There’s no reason the plastics treaty couldn’t incorporate a production cap in addition to the industry’s preferred recycling interventions. Some experts say this would form the most effective agreement; according to the policy tool, a production cap at 2019 levels plus the suite of recycling targets and funding for waste infrastructure could prevent nearly 78 million metric tons of annual plastic pollution by 2050. Bumping up the funding for recycling and waste infrastructure to an aggressive $200 billion, in combination with the production cap and other policies, would avert nearly 109 million metric tons of pollution each year.
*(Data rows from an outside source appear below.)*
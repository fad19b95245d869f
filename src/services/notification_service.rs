use std::sync::Arc;

use uuid::Uuid;

use crate::error::{Error, Result};
use crate::models::notification::{NewNotification, Notification, NotificationKind};
use crate::realtime::{ChangeEvent, ChangeFeed, ChangeFilter, Subscription};
use crate::store::NotificationStore;

const DEFAULT_LIMIT: i64 = 50;
const MAX_LIMIT: i64 = 200;

#[derive(Clone)]
pub struct NotificationService {
    store: Arc<dyn NotificationStore>,
    feed: ChangeFeed,
}

impl NotificationService {
    pub fn new(store: Arc<dyn NotificationStore>, feed: ChangeFeed) -> Self {
        Self { store, feed }
    }

    pub async fn notify(
        &self,
        user_id: Uuid,
        kind: NotificationKind,
        title: impl Into<String>,
        message: impl Into<String>,
    ) -> Result<Notification> {
        let notification = self
            .store
            .insert(NewNotification {
                user_id,
                title: title.into(),
                message: message.into(),
                kind,
            })
            .await?;
        let delivered = self
            .feed
            .publish(ChangeEvent::Notifications(notification.clone()));
        tracing::debug!(notification_id = %notification.id, %user_id, delivered, "notification published");
        Ok(notification)
    }

    /// Side-effect notification: a failure is logged and never fails the caller.
    pub async fn notify_quietly(
        &self,
        user_id: Uuid,
        kind: NotificationKind,
        title: impl Into<String>,
        message: impl Into<String>,
    ) {
        if let Err(e) = self.notify(user_id, kind, title, message).await {
            tracing::error!(error = %e, %user_id, kind = %kind, "failed to record notification");
        }
    }

    pub async fn list(&self, user_id: Uuid, limit: Option<i64>) -> Result<Vec<Notification>> {
        let limit = limit.unwrap_or(DEFAULT_LIMIT).clamp(1, MAX_LIMIT);
        self.store.list(user_id, limit).await
    }

    pub async fn unread_count(&self, user_id: Uuid) -> Result<i64> {
        self.store.unread_count(user_id).await
    }

    pub async fn mark_read(&self, user_id: Uuid, id: Uuid) -> Result<()> {
        if self.store.mark_read(user_id, id).await? {
            Ok(())
        } else {
            Err(Error::NotFound("Notification not found".into()))
        }
    }

    pub async fn mark_all_read(&self, user_id: Uuid) -> Result<u64> {
        self.store.mark_all_read(user_id).await
    }

    pub fn subscribe(&self, user_id: Uuid) -> Subscription {
        self.feed.subscribe(ChangeFilter::Notifications { user_id })
    }
}

#[cfg(test)]
mod tests {
    use super::*;
    use crate::store::{ready, MockNotificationStore};
    use chrono::Utc;

    fn stored(new: NewNotification) -> Notification {
        Notification {
            id: Uuid::new_v4(),
            user_id: new.user_id,
            title: new.title,
            message: new.message,
            kind: new.kind,
            is_read: false,
            created_at: Utc::now(),
        }
    }

    #[tokio::test]
    async fn notify_persists_and_publishes() {
        let user_id = Uuid::new_v4();
        let mut store = MockNotificationStore::new();
        store
            .expect_insert()
            .times(1)
            .returning(|new| ready(Ok(stored(new))));

        let feed = ChangeFeed::new(8);
        let service = NotificationService::new(Arc::new(store), feed);
        let mut sub = service.subscribe(user_id);

        let created = service
            .notify(user_id, NotificationKind::System, "Welcome", "Karibu JobSoko")
            .await
            .unwrap();

        match sub.try_recv() {
            Some(ChangeEvent::Notifications(n)) => assert_eq!(n.id, created.id),
            other => panic!("expected notification event, got {:?}", other),
        }
    }

    #[tokio::test]
    async fn notify_quietly_swallows_store_errors() {
        let mut store = MockNotificationStore::new();
        store
            .expect_insert()
            .returning(|_| ready(Err(Error::Internal("down".into()))));
        let service = NotificationService::new(Arc::new(store), ChangeFeed::default());
        service
            .notify_quietly(Uuid::new_v4(), NotificationKind::Message, "t", "m")
            .await;
    }

    #[tokio::test]
    async fn list_clamps_limit_and_mark_read_reports_missing() {
        let mut store = MockNotificationStore::new();
        store
            .expect_list()
            .withf(|_, limit| *limit == MAX_LIMIT)
            .returning(|_, _| ready(Ok(vec![])));
        store
            .expect_mark_read()
            .returning(|_, _| ready(Ok(false)));
        let service = NotificationService::new(Arc::new(store), ChangeFeed::default());

        assert!(service.list(Uuid::new_v4(), Some(10_000)).await.unwrap().is_empty());
        let missing = service.mark_read(Uuid::new_v4(), Uuid::new_v4()).await;
        assert!(matches!(missing, Err(Error::NotFound(_))));
    }
}
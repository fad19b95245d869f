use axum::{
    extract::{Path, State},
    response::IntoResponse,
    Extension, Json,
};
use serde_json::json;
use uuid::Uuid;

use crate::{error::Result, middleware::auth::CurrentUser, AppState};

#[axum::debug_handler]
pub async fn list_saved(
    State(state): State<AppState>,
    Extension(user): Extension<CurrentUser>,
) -> Result<impl IntoResponse> {
    let jobs = state.saved_job_service.list(user.id).await?;
    Ok(Json(jobs))
}

#[axum::debug_handler]
pub async fn toggle_saved(
    State(state): State<AppState>,
    Extension(user): Extension<CurrentUser>,
    Path(job_id): Path<Uuid>,
) -> Result<impl IntoResponse> {
    let saved = state.saved_job_service.toggle(user.id, job_id).await?;
    Ok(Json(json!({
        "job_id": job_id,
        "state": saved,
        "saved": saved.is_saved(),
    })))
}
“We need to use all of the tools in our toolbox,” said Zoie Diana, a postdoctoral plastics researcher at the University of Toronto who was not involved in creating the policy tool. She too emphasized, however, that governments should prioritize reducing plastic production.
What the industry doesn’t like to talk about
The case for a production cap goes beyond plastic litter concerns. It would also address the inequitable impact of toxic pollution from plastic manufacturing facilities, as well as the industry’s contribution to climate change. In April, a study from the Lawrence Berkeley National Laboratory found that plastic production already accounts for 5 percent of global climate pollution, and that by 2050 — given the petrochemical industry’s plans to dramatically ramp up plastic production — it could eat up one-fifth of the world’s remaining carbon budget, the amount of emissions the world can release while still limiting global warming to 1.5 degrees Celsius (2.7 degrees Fahrenheit). To achieve international climate goals, some environmental groups have estimated that the world must reduce plastic production by 12 to 17 percent every year starting in 2024.
“Whether the treaty includes plastic production cuts is not just a policy debate,” said Jorge Emmanuel, an adjunct professor at Silliman University in the Philippines, in a statement describing the mountains of plastic trash that are harming Filipino communities. “It’s a matter of survival.”
Petrochemical companies, for their part, do not deeply engage with these arguments — at least not in their public policy documents. They claim that plastics actually help mitigate climate change, since the lightweight material takes less fuel to transport than alternatives made of metal and glass. And industry groups’ public statements mostly do not address environmental justice concerns related to plastic use, production, and disposal, except to vaguely say that the treaty shouldn’t harm waste pickers — the millions of workers, most of them in the developing world, who make a living collecting plastic trash and selling it to recyclers.
The fifth and final round of negotiations for the plastics treaty is scheduled to take place in Busan, South Korea, this November. Although many observers, including a group of U.S. Congressional representatives and the U.N. High Commissioner for Human Rights, have called for conflict-of-interest policies to limit trade groups’ influence over the talks, these requests face long odds. The dozens of countries advocating for production limits may have to defend their proposals against an even larger industry presence than they did at the last session in Ottawa.